Empezaron a sonar los primeros acordes de Utopía y comencé a tararear de inmediato. San, en cambio, se puso a hacer muecas de asco, como si aquella música supusiera una verdadera tortura para él. Menudo exagerado.

— No entiendo porque estoy tolerando esto— murmuró, y echó un vistazo al retrovisor antes de incorporarse a la carretera.
— Yo sí sé por qué— repliqué golpeando con los dedos el interior de la puerta mientras dejábamos atrás el piso que compartíamos.

Formaba parte del trato que habíamos hecho para que subiera al coche.

Cinco días antes, cuando San y yo regresamos a casa después de mi excursión improvisada, me puse de los nervios. A pesar de sus intentos para calmarme y de las veces que llegó a decirme que la invitación no era nada del otro mundo y que a su madre le encantaría conocerme, sus palabras no me tranquilizaron lo más mínimo. Todo lo contrario: mi cerebro pasó del modo "depresión" al de "ataque de nervios", y vacié mi armario en busca de la ropa adecuada para estar presentable durante una cena de Navidad. Llegó un momento en el que mi habitación parecía un verdadero campo de batalla y, en lugar de ayudarme, San se limitó a reírse de mi estado alterado entre tanta ropa tirada, por lo que me eché a llorar y le dije que por nada del mundo pensaba acompañarlo a casa de su madre.

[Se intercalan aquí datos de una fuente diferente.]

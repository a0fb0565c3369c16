use indexmap::IndexMap;
use serde::{Deserialize, Serialize};

use super::body::{RequestBodyOrRef, ResponseOrRef};
use super::parameter::ParameterOrRef;

/// The seven recognized HTTP verbs, in canonical extraction order.
#[derive(Debug, Clone, Copy, PartialEq, Eq, Hash)]
pub enum HttpMethod {
    Get,
    Post,
    Put,
    Patch,
    Delete,
    Options,
    Head,
}

impl HttpMethod {
    pub const CANONICAL_ORDER: [HttpMethod; 7] = [
        HttpMethod::Get,
        HttpMethod::Post,
        HttpMethod::Put,
        HttpMethod::Patch,
        HttpMethod::Delete,
        HttpMethod::Options,
        HttpMethod::Head,
    ];

    pub fn as_str(&self) -> &'static str {
        match self {
            HttpMethod::Get => "GET",
            HttpMethod::Post => "POST",
            HttpMethod::Put => "PUT",
            HttpMethod::Patch => "PATCH",
            HttpMethod::Delete => "DELETE",
            HttpMethod::Options => "OPTIONS",
            HttpMethod::Head => "HEAD",
        }
    }

    /// The body-bearing verbs: create, replace, partial update.
    pub fn has_body(&self) -> bool {
        matches!(self, HttpMethod::Post | HttpMethod::Put | HttpMethod::Patch)
    }
}

/// An API operation: one verb at one path.
#[derive(Debug, Clone, PartialEq, Default, Serialize, Deserialize)]
pub struct Operation {
    #[serde(rename = "operationId", skip_serializing_if = "Option::is_none")]
    pub operation_id: Option<String>,

    #[serde(skip_serializing_if = "Option::is_none")]
    pub summary: Option<String>,

    #[serde(skip_serializing_if = "Option::is_none")]
    pub description: Option<String>,

    #[serde(default, skip_serializing_if = "Vec::is_empty")]
    pub tags: Vec<String>,

    #[serde(default, skip_serializing_if = "Vec::is_empty")]
    pub parameters: Vec<ParameterOrRef>,

    #[serde(rename = "requestBody", skip_serializing_if = "Option::is_none")]
    pub request_body: Option<RequestBodyOrRef>,

    #[serde(default, skip_serializing_if = "IndexMap::is_empty")]
    pub responses: IndexMap<String, ResponseOrRef>,

    #[serde(skip_serializing_if = "Option::is_none")]
    pub deprecated: Option<bool>,
}

/// A path item: operations keyed by verb, plus parameters shared across
/// every operation at this path.
#[derive(Debug, Clone, PartialEq, Default, Serialize, Deserialize)]
pub struct PathItem {
    #[serde(skip_serializing_if = "Option::is_none")]
    pub summary: Option<String>,

    #[serde(skip_serializing_if = "Option::is_none")]
    pub description: Option<String>,

    #[serde(default, skip_serializing_if = "Vec::is_empty")]
    pub parameters: Vec<ParameterOrRef>,

    #[serde(skip_serializing_if = "Option::is_none")]
    pub get: Option<Operation>,
    #[serde(skip_serializing_if = "Option::is_none")]
    pub post: Option<Operation>,
    #[serde(skip_serializing_if = "Option::is_none")]
    pub put: Option<Operation>,
    #[serde(skip_serializing_if = "Option::is_none")]
    pub patch: Option<Operation>,
    #[serde(skip_serializing_if = "Option::is_none")]
    pub delete: Option<Operation>,
    #[serde(skip_serializing_if = "Option::is_none")]
    pub options: Option<Operation>,
    #[serde(skip_serializing_if = "Option::is_none")]
    pub head: Option<Operation>,
}

impl PathItem {
    /// The operation declared for `method`, if any.
    pub fn operation(&self, method: HttpMethod) -> Option<&Operation> {
        match method {
            HttpMethod::Get => self.get.as_ref(),
            HttpMethod::Post => self.post.as_ref(),
            HttpMethod::Put => self.put.as_ref(),
            HttpMethod::Patch => self.patch.as_ref(),
            HttpMethod::Delete => self.delete.as_ref(),
            HttpMethod::Options => self.options.as_ref(),
            HttpMethod::Head => self.head.as_ref(),
        }
    }
}
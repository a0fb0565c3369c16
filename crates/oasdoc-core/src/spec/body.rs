use indexmap::IndexMap;
use serde::{Deserialize, Serialize};

use super::schema::SchemaOrRef;

/// A media type object: the schema of one content type, with optional
/// literal examples. An explicit `example` always beats synthesis.
#[derive(Debug, Clone, PartialEq, Default, Serialize, Deserialize)]
pub struct MediaType {
    #[serde(skip_serializing_if = "Option::is_none")]
    pub schema: Option<SchemaOrRef>,

    #[serde(skip_serializing_if = "Option::is_none")]
    pub example: Option<serde_json::Value>,

    #[serde(default, skip_serializing_if = "IndexMap::is_empty")]
    pub examples: IndexMap<String, serde_json::Value>,
}

/// A request body definition, keyed by media type.
#[derive(Debug, Clone, PartialEq, Serialize, Deserialize)]
pub struct RequestBody {
    #[serde(skip_serializing_if = "Option::is_none")]
    pub description: Option<String>,

    pub content: IndexMap<String, MediaType>,

    #[serde(default)]
    pub required: bool,
}

/// A reference or inline request body.
#[derive(Debug, Clone, PartialEq, Serialize, Deserialize)]
#[serde(untagged)]
pub enum RequestBodyOrRef {
    Ref {
        #[serde(rename = "$ref")]
        ref_path: String,
    },
    RequestBody(RequestBody),
}

/// A response definition.
#[derive(Debug, Clone, PartialEq, Serialize, Deserialize)]
pub struct Response {
    pub description: String,

    #[serde(default, skip_serializing_if = "IndexMap::is_empty")]
    pub content: IndexMap<String, MediaType>,

    #[serde(default, skip_serializing_if = "IndexMap::is_empty")]
    pub headers: IndexMap<String, serde_json::Value>,
}

/// A reference or inline response.
#[derive(Debug, Clone, PartialEq, Serialize, Deserialize)]
#[serde(untagged)]
pub enum ResponseOrRef {
    Ref {
        #[serde(rename = "$ref")]
        ref_path: String,
    },
    Response(Response),
}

Él se quejó de mis lloriqueos, pero terminó proponiéndome un trato: primero tenía que encargarme de la banda sonora para el trayecto de dos horas y media que teníamos por delante.

Del equipaje ya nos encargaríamos después.

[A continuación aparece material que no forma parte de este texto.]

use minijinja::{Environment, context};

use super::header_contexts;
use crate::request::RequestPlan;

/// Emit a `net/http` program that prints the response body.
pub fn emit(plan: &RequestPlan) -> String {
    let mut env = Environment::new();
    env.set_trim_blocks(true);
    env.add_template("http.go.j2", include_str!("../../templates/http.go.j2"))
        .expect("template should be valid");
    let tmpl = env.get_template("http.go.j2").unwrap();

    tmpl.render(context! {
        method => plan.method.as_str(),
        url => plan.url.clone(),
        headers => header_contexts(plan),
        // Compact JSON inside a raw string literal.
        body => plan.body.as_ref().map(|body| body.to_string()),
    })
    .expect("render should succeed")
}
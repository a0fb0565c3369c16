pub mod curl;
pub mod go;
pub mod javascript;
pub mod python;

use minijinja::{Value, context};

use crate::request::RequestPlan;

/// Header entries in render order, ready for a template loop.
pub(crate) fn header_contexts(plan: &RequestPlan) -> Vec<Value> {
    plan.headers
        .iter()
        .map(|(name, value)| context! { name => name, value => value })
        .collect()
}

/// Indent every line after the first, so a pretty-printed literal stays
/// aligned when embedded mid-expression.
pub(crate) fn indent_tail(text: &str, pad: &str) -> String {
    text.replace('\n', &format!("\n{pad}"))
}
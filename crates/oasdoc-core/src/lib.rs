//! Core engine for oasdoc: parses OpenAPI 3.x documents, resolves internal
//! `$ref` pointers, synthesizes example payloads, and flattens the path map
//! into stable endpoint and tag views.
//!
//! Everything here is a pure transformation over an immutable [`spec::Spec`].
//! The only hard failure is an unparseable document; a broken reference
//! degrades the single value that needed it and nothing else.

pub mod error;
pub mod example;
pub mod extract;
pub mod resolve;
pub mod spec;

pub use error::ParseError;
pub use example::synthesize;
pub use extract::{Endpoint, TagGroup, extract_endpoints, group_endpoints_by_tag};
use minijinja::{Environment, context};

use super::{header_contexts, indent_tail};
use crate::request::RequestPlan;

/// Emit a `fetch` call that prints the parsed response.
pub fn emit(plan: &RequestPlan) -> String {
    let mut env = Environment::new();
    env.set_trim_blocks(true);
    env.add_template("fetch.js.j2", include_str!("../../templates/fetch.js.j2"))
        .expect("template should be valid");
    let tmpl = env.get_template("fetch.js.j2").unwrap();

    tmpl.render(context! {
        method => plan.method.as_str(),
        url => plan.url.clone(),
        headers => header_contexts(plan),
        body => plan.body.as_ref().map(body_literal),
    })
    .expect("render should succeed")
}

/// A JSON literal is a valid JavaScript object expression; it only needs
/// re-indenting to sit inside the `fetch` options object.
fn body_literal(body: &serde_json::Value) -> String {
    let pretty = serde_json::to_string_pretty(body).unwrap_or_else(|_| body.to_string());
    indent_tail(&pretty, "  ")
}
//! Command-line definition and conversion to library options.

use clap::builder::BoolishValueParser;
use clap::{Arg, ArgAction, ArgMatches, Command};
use ec2lslib::source::STDIN;
use ec2lslib::{DisplayOptions, MissPolicy, RecordFilter, RenderConfig, RenderFormat};

use crate::logging::LoggingConfig;

/// Display and filter arguments shared by the root command and `list`.
fn listing_args() -> Vec<Arg> {
    vec![
        Arg::new("output")
            .short('o')
            .long("output")
            .env("EC2LS_OUTPUT")
            .default_value("table")
            .value_parser(["plain", "simple", "table", "color"])
            .global(true)
            .help("Output format"),
        Arg::new("field")
            .short('f')
            .long("field")
            .env("EC2LS_FIELDS")
            .action(ArgAction::Append)
            .value_delimiter(',')
            .global(true)
            .help("Field to show as [Name=]expression (repeatable, comma separated)"),
        Arg::new("header")
            .long("header")
            .action(ArgAction::SetTrue)
            .overrides_with("no-header")
            .global(true)
            .help("Always print the header row"),
        Arg::new("no-header")
            .long("no-header")
            .action(ArgAction::SetTrue)
            .overrides_with("header")
            .global(true)
            .help("Never print the header row"),
        Arg::new("strict")
            .long("strict")
            .env("EC2LS_STRICT")
            .action(ArgAction::SetTrue)
            .value_parser(BoolishValueParser::new())
            .global(true)
            .help("Show <error: ...> for invalid field expressions instead of an empty cell"),
        Arg::new("input")
            .short('i')
            .long("input")
            .env("EC2LS_INPUT")
            .default_value(STDIN)
            .global(true)
            .help("describe-instances JSON to read ('-' for stdin)"),
        Arg::new("instance-id")
            .long("instance-id")
            .action(ArgAction::Append)
            .global(true)
            .help("Only show this instance (repeatable)"),
        Arg::new("filter")
            .long("filter")
            .action(ArgAction::Append)
            .global(true)
            .help("Only show instances where EXPR resolves to VALUE, as EXPR=VALUE (repeatable)"),
        Arg::new("verbose")
            .short('v')
            .long("verbose")
            .action(ArgAction::Count)
            .global(true)
            .help("Log more to stderr (-v info, -vv debug, -vvv trace)"),
        Arg::new("log-level")
            .long("log-level")
            .env("EC2LS_LOG")
            .global(true)
            .help("Log level or filter directive (overrides -v and RUST_LOG)"),
    ]
}

/// Build the clap Command structure
pub fn build_command() -> Command {
    Command::new("ec2ls")
        .version(env!("CARGO_PKG_VERSION"))
        .about("List EC2 instances and print selected attributes")
        .after_help(
            "Fields are [Name=]expression. Expressions are tags.<key>, id, state, \
             or a path into the instance such as Placement.AvailabilityZone or \
             NetworkInterfaces[0].PrivateIpAddress.",
        )
        .args(listing_args())
        .subcommand(Command::new("list").about("List instances (default command)"))
}

/// Everything a listing run needs, taken from parsed arguments.
#[derive(Debug, Clone)]
pub struct ListSettings {
    pub input: String,
    pub filter: RecordFilter,
    pub display: DisplayOptions,
    pub render: RenderConfig,
    pub logging: LoggingConfig,
}

/// Extract logging choices from matches
pub fn extract_logging(matches: &ArgMatches) -> LoggingConfig {
    LoggingConfig {
        level: matches.get_one::<String>("log-level").cloned(),
        verbosity: matches.get_count("verbose"),
    }
}

/// Build render configuration from matches
fn extract_render(matches: &ArgMatches) -> RenderConfig {
    let format = matches
        .get_one::<String>("output")
        .map(|s| RenderFormat::from_name(s))
        .unwrap_or_default();

    let mut config = RenderConfig::new(format);
    if matches.get_flag("header") {
        config = config.show_header(true);
    } else if matches.get_flag("no-header") {
        config = config.show_header(false);
    }
    if matches.get_flag("strict") {
        config = config.misses(MissPolicy::Marker);
    }
    config
}

/// Build record filter from matches
fn extract_filter(matches: &ArgMatches) -> anyhow::Result<RecordFilter> {
    let mut filter = RecordFilter::new();

    if let Some(ids) = matches.get_many::<String>("instance-id") {
        for id in ids {
            filter = filter.instance_id(id);
        }
    }

    if let Some(conditions) = matches.get_many::<String>("filter") {
        for condition in conditions {
            filter = filter.condition(condition)?;
        }
    }

    Ok(filter)
}

impl ListSettings {
    pub fn from_matches(matches: &ArgMatches) -> anyhow::Result<Self> {
        let fields: Vec<String> = matches
            .get_many::<String>("field")
            .map(|v| v.map(|s| s.trim().to_string()).filter(|s| !s.is_empty()).collect())
            .unwrap_or_default();

        Ok(Self {
            input: matches
                .get_one::<String>("input")
                .cloned()
                .unwrap_or_else(|| STDIN.to_string()),
            filter: extract_filter(matches)?,
            display: DisplayOptions::new().fields(fields),
            render: extract_render(matches),
            logging: extract_logging(matches),
        })
    }
}

/// Matches for the listing: the `list` subcommand's, or the root's.
pub fn listing_matches(matches: &ArgMatches) -> &ArgMatches {
    match matches.subcommand() {
        Some(("list", sub)) => sub,
        _ => matches,
    }
}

Al final, todo había acabado bien gracias a su capacidad para organizarse y hacer las cosas por orden, de manera que al cabo de una hora no sólo habíamos preparado mi bolsa, sino también la suya.

Y en esos momentos nos dirigíamos a Busan por la autopista. De reojo, vi que él también seguía el ritmo de las canciones con los dedos, dando golpecitos sobre el volante, y me eché a reír sin poder evitarlo. San me lanzó una mirada con la frente fruncida antes de clavar los ojos de nuevo en la calzada.

— ¿Y ahora de qué te ríes?

Puse los ojos en blanco. Era evidente que aquella música tenía un efecto sobre él completamente opuesto a la alegría que me provocaba a mí.

— Creo que en realidad te gusta tanto como a mí.

San resopló con desdén.

— Las letras son malas, el sonido me horroriza y, como me obligues a escuchar una sola canción más en la que hablen sobre un mundo apocalíptico, lo más probable es que acabé vomitando.